At a board meeting, Adira proposes that Volturi purchase all of its costumes
from a manufacturer in India. Adira says she has received Binaples of the
costumes and they look fantastic – although she fails to tell Dieter that she hasn’t
tried on any of the costumes. Relying on Adira’s expertise in the field, Dieter
agrees, and they pass a resolution that all of Volturi’s costumes will be
purchased from the manufacturer in India. In accordance with the resolution,
Adira proceeds to purchase a large number of vampire costumes from the
Indian manufacturer.
Unfortunately, the costumes that Adira purchases for Volturi are made from a
coarse, chemical-treated fabric that gives many wearers a severe rash. Several
customers initiate lawsuits against Volturi, claiming damages due to the rashes
they have developed. As a result of the lawsuits and the inability of Volturi to
hire out the costumes, Volturi sustains large losses and is on the verge of
liquidation.
(a) Does Volturi Pty Ltd have any claims against Adira and/or Dieter? If so,
what remedy would Volturi Pty Ltd seek?
(b) Would your answer change if Dieter was originally unsure whether Volturi
Pty Ltd should purchase the costumes, and he had engaged an external
costume expert who then supported Adira’s conclusions?

Answer: 

Volturi Pty Ltd may have claims at common law for breach of duty of care and
diligence against Dieter and Adira. Dieter and Adira are subject to a standard of care
that requires them to understand the company’s business and be aware of the
fundamentals of the business including knowing the industry the company is in. As
directors, are Dieter and Adira responsible for the company’s operations? If this is
Adira’s special skill, then her failure may well have breached this duty.
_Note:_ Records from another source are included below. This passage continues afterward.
//! Slide decks built from rendered charts and fixed narrative text.
//!
//! A [`SlideDeck`] is a plain description of slides. Writing it rasterizes every picture first,
//! so a missing or broken image stops the build before any output file is created.

use crate::error::{ReportError, Result};
use std::{
    fs,
    path::{Path, PathBuf},
};
use tracing::{debug, info};

pub mod pptx;
pub mod raster;
pub mod templates;

pub use templates::{realtime_deck, realtime_deck_path, skill_deck, skill_deck_path};

/// Width of a slide.
pub const SLIDE_WIDTH: Inches = Inches(10.0);
/// Height of a slide.
pub const SLIDE_HEIGHT: Inches = Inches(7.5);
/// Resolution pictures are rasterized at.
pub const RASTER_DPI: f64 = 350.0;

/// A length on the slide.
#[derive(Debug, Clone, Copy, PartialEq, PartialOrd)]
pub struct Inches(pub f64);

impl Inches {
    /// English metric units, the integer length unit of the presentation format.
    pub fn emu(self) -> i64 {
        (self.0 * 914_400.0).round() as i64
    }
}

/// A box on the slide, measured from the top left corner.
#[derive(Debug, Clone, Copy, PartialEq)]
pub struct Rect {
    /// Distance from the left edge.
    pub left: Inches,
    /// Distance from the top edge.
    pub top: Inches,
    /// Width.
    pub width: Inches,
    /// Height.
    pub height: Inches,
}

impl Rect {
    /// Build a box from lengths in inches.
    pub const fn new(left: f64, top: f64, width: f64, height: f64) -> Self {
        Rect {
            left: Inches(left),
            top: Inches(top),
            width: Inches(width),
            height: Inches(height),
        }
    }
}

/// Horizontal alignment of text in a box.
#[derive(Debug, Clone, Copy, PartialEq, Eq)]
pub enum Align {
    /// Flush left.
    Left,
    /// Centered.
    Center,
}

/// A text box. Each line of `text` becomes a paragraph.
#[derive(Debug, Clone, PartialEq)]
pub struct TextBox {
    /// Position and size.
    pub rect: Rect,
    /// The text, lines separated by `\n`.
    pub text: String,
    /// Font size in points.
    pub size_pt: f64,
    /// Bold face.
    pub bold: bool,
    /// Font color, black if not set.
    pub color: Option<(u8, u8, u8)>,
    /// Alignment of every paragraph.
    pub align: Align,
    /// Line spacing as a multiple of single spacing.
    pub line_spacing: Option<f64>,
}

impl TextBox {
    /// Plain left aligned text.
    pub fn new<S: Into<String>>(rect: Rect, text: S, size_pt: f64) -> Self {
        TextBox {
            rect,
            text: text.into(),
            size_pt,
            bold: false,
            color: None,
            align: Align::Left,
            line_spacing: None,
        }
    }

    /// Set the face to bold.
    pub fn bold(mut self) -> Self {
        self.bold = true;
        self
    }

    /// Set the font color.
    pub fn with_color(mut self, red: u8, green: u8, blue: u8) -> Self {
        self.color = Some((red, green, blue));
        self
    }

    /// Center each paragraph.
    pub fn centered(mut self) -> Self {
        self.align = Align::Center;
        self
    }

    /// Set the line spacing.
    pub fn with_line_spacing(mut self, spacing: f64) -> Self {
        self.line_spacing = Some(spacing);
        self
    }
}

/// Where a picture's top left corner goes.
#[derive(Debug, Clone, Copy, PartialEq)]
pub enum Placement {
    /// Horizontally centered on the slide at the given distance from the top.
    Centered {
        /// Distance from the top edge.
        top: Inches,
    },
    /// At a fixed position.
    At {
        /// Distance from the left edge.
        left: Inches,
        /// Distance from the top edge.
        top: Inches,
    },
}

/// A vector image placed on a slide.
#[derive(Debug, Clone, PartialEq)]
pub struct Picture {
    /// The SVG file.
    pub path: PathBuf,
    /// Where it goes.
    pub placement: Placement,
    /// Width on the slide.
    pub width: Inches,
    /// Height on the slide. When not set it follows from the width and the image's aspect.
    pub height: Option<Inches>,
}

impl Picture {
    /// A picture centered at 1 inch from the top.
    pub fn centered<P: Into<PathBuf>>(path: P, width: f64) -> Self {
        Picture {
            path: path.into(),
            placement: Placement::Centered { top: Inches(1.0) },
            width: Inches(width),
            height: None,
        }
    }

    /// Fix the height instead of keeping the aspect ratio.
    pub fn with_height(mut self, height: f64) -> Self {
        self.height = Some(Inches(height));
        self
    }

    /// Place the top left corner at a fixed position.
    pub fn at(mut self, left: f64, top: f64) -> Self {
        self.placement = Placement::At {
            left: Inches(left),
            top: Inches(top),
        };
        self
    }

    /// The box the picture occupies given the raster's pixel size.
    pub fn rect(&self, pixels: (u32, u32)) -> Rect {
        let height = self.height.unwrap_or_else(|| {
            let (w, h) = pixels;
            if w == 0 {
                self.width
            } else {
                Inches(self.width.0 * f64::from(h) / f64::from(w))
            }
        });

        let (left, top) = match self.placement {
            Placement::Centered { top } => (Inches((SLIDE_WIDTH.0 - self.width.0) / 2.0), top),
            Placement::At { left, top } => (left, top),
        };

        Rect {
            left,
            top,
            width: self.width,
            height,
        }
    }
}

/// One slide.
#[derive(Debug, Clone, Default, PartialEq)]
pub struct Slide {
    /// Title in the top left corner.
    pub title: Option<String>,
    /// At most one picture.
    pub picture: Option<Picture>,
    /// Text explaining the picture.
    pub caption: Option<TextBox>,
    /// Number shown in the bottom right corner.
    pub page_number: Option<usize>,
    /// Free text, used on title and closing pages.
    pub texts: Vec<TextBox>,
}

impl Slide {
    /// The title box.
    pub fn title_box(&self) -> Option<TextBox> {
        self.title
            .as_ref()
            .map(|t| TextBox::new(Rect::new(0.1, 0.0, 8.0, 0.5), t.clone(), 22.0).bold())
    }

    /// The page number box.
    pub fn page_box(&self) -> Option<TextBox> {
        self.page_number
            .map(|n| TextBox::new(Rect::new(9.6, 6.85, 1.0, 1.0), n.to_string(), 12.0))
    }

    /// Every text box on the slide, in drawing order.
    pub fn text_boxes(&self) -> Vec<TextBox> {
        self.title_box()
            .into_iter()
            .chain(self.texts.iter().cloned())
            .chain(self.caption.iter().cloned())
            .chain(self.page_box())
            .collect()
    }
}

/// An ordered list of slides with document properties.
#[derive(Debug, Clone, Default, PartialEq)]
pub struct SlideDeck {
    title: String,
    author: String,
    slides: Vec<Slide>,
}

impl SlideDeck {
    /// An empty deck.
    pub fn new<S: Into<String>>(title: S) -> Self {
        SlideDeck {
            title: title.into(),
            author: String::new(),
            slides: vec![],
        }
    }

    /// Set the author recorded in the document properties.
    pub fn with_author<S: Into<String>>(mut self, author: S) -> Self {
        self.author = author.into();
        self
    }

    /// Append a slide.
    pub fn push(&mut self, slide: Slide) {
        self.slides.push(slide);
    }

    /// The slides in order.
    pub fn slides(&self) -> &[Slide] {
        &self.slides
    }

    /// Number of slides.
    pub fn len(&self) -> usize {
        self.slides.len()
    }

    /// True if there are no slides.
    pub fn is_empty(&self) -> bool {
        self.slides.is_empty()
    }

    /// Document title.
    pub fn title(&self) -> &str {
        &self.title
    }

    /// Document author.
    pub fn author(&self) -> &str {
        &self.author
    }

    /// Every image the deck needs, in slide order.
    pub fn images(&self) -> Vec<&Path> {
        self.slides
            .iter()
            .filter_map(|s| s.picture.as_ref())
            .map(|p| p.path.as_path())
            .collect()
    }

    /// Check that every image exists.
    pub fn verify_images(&self) -> Result<()> {
        for path in self.images() {
            if !path.is_file() {
                return Err(ReportError::MissingImage(path.to_path_buf()));
            }
        }
        Ok(())
    }

    /// Rasterize every picture and write the presentation to `path`.
    ///
    /// Nothing is written unless every image is present and converts.
    pub fn write(&self, path: &Path) -> Result<()> {
        self.verify_images()?;

        let rasters = self
            .slides
            .iter()
            .map(|slide| {
                slide
                    .picture
                    .as_ref()
                    .map(|pic| raster::rasterize(&pic.path, RASTER_DPI))
                    .transpose()
            })
            .collect::<Result<Vec<_>>>()?;
        debug!(images = self.images().len(), "rasterized deck images");

        if let Some(parent) = path.parent() {
            if !parent.as_os_str().is_empty() {
                fs::create_dir_all(parent)?;
            }
        }

        // Build next to the target and move into place so a failure leaves nothing behind
        let partial = path.with_extension("pptx.part");
        let written = fs::File::create(&partial)
            .map_err(ReportError::from)
            .and_then(|file| pptx::write_package(file, self, &rasters));
        if let Err(err) = written {
            let _ = fs::remove_file(&partial);
            return Err(err);
        }
        fs::rename(&partial, path)?;

        info!(path = %path.display(), slides = self.len(), "wrote slide deck");
        Ok(())
    }
}
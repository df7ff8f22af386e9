use super::{decode_time_units, level_index, Dataset, FieldRequest};
use crate::{
    error::{ReportError, Result},
    field::GriddedField,
    time_window::ForecastMonth,
    utility::present_or_none,
};
use netcdf::{AttributeValue, Extent, Variable};
use std::path::{Path, PathBuf};
use tracing::debug;

/// A NetCDF file opened for reading.
pub struct NetCdfDataset {
    path: PathBuf,
    file: netcdf::File,
}

// Axis roles recognised from dimension names.
#[derive(Debug, Clone, Copy, PartialEq, Eq)]
enum Axis {
    Time,
    Level,
    Lat,
    Lon,
}

fn axis_role(dim_name: &str) -> Option<Axis> {
    match dim_name.to_lowercase().as_str() {
        "time" | "t" => Some(Axis::Time),
        "lev" | "level" | "plev" | "depth" | "z" => Some(Axis::Level),
        "lat" | "latitude" | "y" => Some(Axis::Lat),
        "lon" | "longitude" | "x" => Some(Axis::Lon),
        _ => None,
    }
}

impl NetCdfDataset {
    /// Open a file.
    pub fn open(path: &Path) -> Result<Self> {
        if !path.exists() {
            return Err(ReportError::MissingFile(path.to_path_buf()));
        }

        let file = netcdf::open(path)?;
        Ok(NetCdfDataset {
            path: path.to_path_buf(),
            file,
        })
    }

    fn variable(&self, name: &str) -> Result<Variable<'_>> {
        self.file
            .variable(name)
            .ok_or_else(|| ReportError::MissingVariable {
                variable: name.to_owned(),
                source_name: self.describe(),
            })
    }

    fn coordinate(&self, dim_name: &str) -> Result<Vec<f64>> {
        let var = self.variable(dim_name)?;
        Ok(var.get_values::<f64, _>(..)?)
    }

    fn times(&self, dim_name: &str) -> Result<Vec<ForecastMonth>> {
        let var = self.variable(dim_name)?;
        let offsets = var.get_values::<f64, _>(..)?;
        let units = string_attribute(&var, "units")
            .ok_or_else(|| ReportError::TimeUnits(format!("{} has no units", dim_name)))?;

        decode_time_units(&units, &offsets)
    }
}

impl Dataset for NetCdfDataset {
    fn describe(&self) -> String {
        self.path.display().to_string()
    }

    fn read_field(&self, request: &FieldRequest) -> Result<GriddedField> {
        let var = self.variable(request.variable())?;

        let dims: Vec<(String, usize)> = var
            .dimensions()
            .iter()
            .map(|d| (d.name(), d.len()))
            .collect();

        let find = |axis: Axis| {
            dims.iter()
                .position(|(name, _)| axis_role(name) == Some(axis))
        };
        let missing_dim = |name: &str| ReportError::MissingDimension {
            variable: request.variable().to_owned(),
            dimension: name.to_owned(),
        };

        let time_pos = find(Axis::Time).ok_or_else(|| missing_dim("time"))?;
        let lat_pos = find(Axis::Lat).ok_or_else(|| missing_dim("lat"))?;
        let lon_pos = find(Axis::Lon).ok_or_else(|| missing_dim("lon"))?;
        let level_pos = find(Axis::Level);

        let times = self.times(&dims[time_pos].0)?;
        let lats = self.coordinate(&dims[lat_pos].0)?;
        let lons = self.coordinate(&dims[lon_pos].0)?;

        let level_idx = match (level_pos, request.level()) {
            (Some(pos), Some(target)) => {
                let levels = self.coordinate(&dims[pos].0)?;
                Some(level_index(&levels, target, request.variable())?)
            }
            (Some(pos), None) if dims[pos].1 == 1 => Some(0),
            (Some(_), None) => {
                return Err(ReportError::InvalidInput(format!(
                    "`{}` has several levels and none was requested",
                    request.variable()
                )))
            }
            (None, Some(target)) => {
                return Err(ReportError::MissingLevel {
                    variable: request.variable().to_owned(),
                    level: target,
                })
            }
            (None, None) => None,
        };

        // Read the contiguous span of time steps covering the request, then drop extras.
        let wanted = super::months_in_request(&times, request);
        let (t0, t1) = match (wanted.first(), wanted.last()) {
            (Some(&first), Some(&last)) => (first, last + 1),
            _ => {
                return Ok(GriddedField::new(vec![], lats, lons, vec![])?
                    .with_name(request.variable())
                    .with_units(string_attribute(&var, "units")))
            }
        };

        let extents: Vec<Extent> = dims
            .iter()
            .enumerate()
            .map(|(pos, (_, len))| {
                if pos == time_pos {
                    Extent::from(t0..t1)
                } else if Some(pos) == level_pos {
                    let lev = level_idx.unwrap_or(0);
                    Extent::from(lev..lev + 1)
                } else {
                    Extent::from(0..*len)
                }
            })
            .collect();

        debug!(
            variable = request.variable(),
            file = %self.path.display(),
            steps = t1 - t0,
            "reading hyperslab"
        );

        let raw = var.get_values::<f64, _>(extents)?;
        let fill = numeric_attribute(&var, "_FillValue")
            .or_else(|| numeric_attribute(&var, "missing_value"));

        // Remaining axes after the level is dropped, in file order.
        let lat_first = lat_pos < lon_pos;
        let n_lat = lats.len();
        let n_lon = lons.len();
        let n_grid = n_lat * n_lon;

        let mut values = Vec::with_capacity(wanted.len() * n_grid);
        let mut kept_times = Vec::with_capacity(wanted.len());
        for &t in &wanted {
            let base = (t - t0) * n_grid;
            kept_times.push(times[t]);
            for i in 0..n_lat {
                for j in 0..n_lon {
                    let k = if lat_first { i * n_lon + j } else { j * n_lat + i };
                    values.push(present_or_none(raw[base + k], fill));
                }
            }
        }

        Ok(GriddedField::new(kept_times, lats, lons, values)?
            .with_name(request.variable())
            .with_units(string_attribute(&var, "units")))
    }
}

fn string_attribute(var: &Variable, name: &str) -> Option<String> {
    match var.attribute(name)?.value().ok()? {
        AttributeValue::Str(s) => Some(s),
        _ => None,
    }
}

fn numeric_attribute(var: &Variable, name: &str) -> Option<f64> {
    match var.attribute(name)?.value().ok()? {
        AttributeValue::Double(v) => Some(v),
        AttributeValue::Float(v) => Some(f64::from(v)),
        AttributeValue::Doubles(v) => v.first().copied(),
        AttributeValue::Floats(v) => v.first().map(|&x| f64::from(x)),
        AttributeValue::Int(v) => Some(f64::from(v)),
        AttributeValue::Short(v) => Some(f64::from(v)),
        _ => None,
    }
}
As managing director Dieter’s standard of care will require him to have the skill for
day-to-day management of the company on the other hand Adira’s standard of care
will be tested against people of same skill and expertise i.e. with experience with
costumes.

If Dieter retained an external expert after informing himself about the expert and
being satisfied that they were competent and reliable, they may have satisfied the
standard of care as set out in s 189 of the Corporations Act.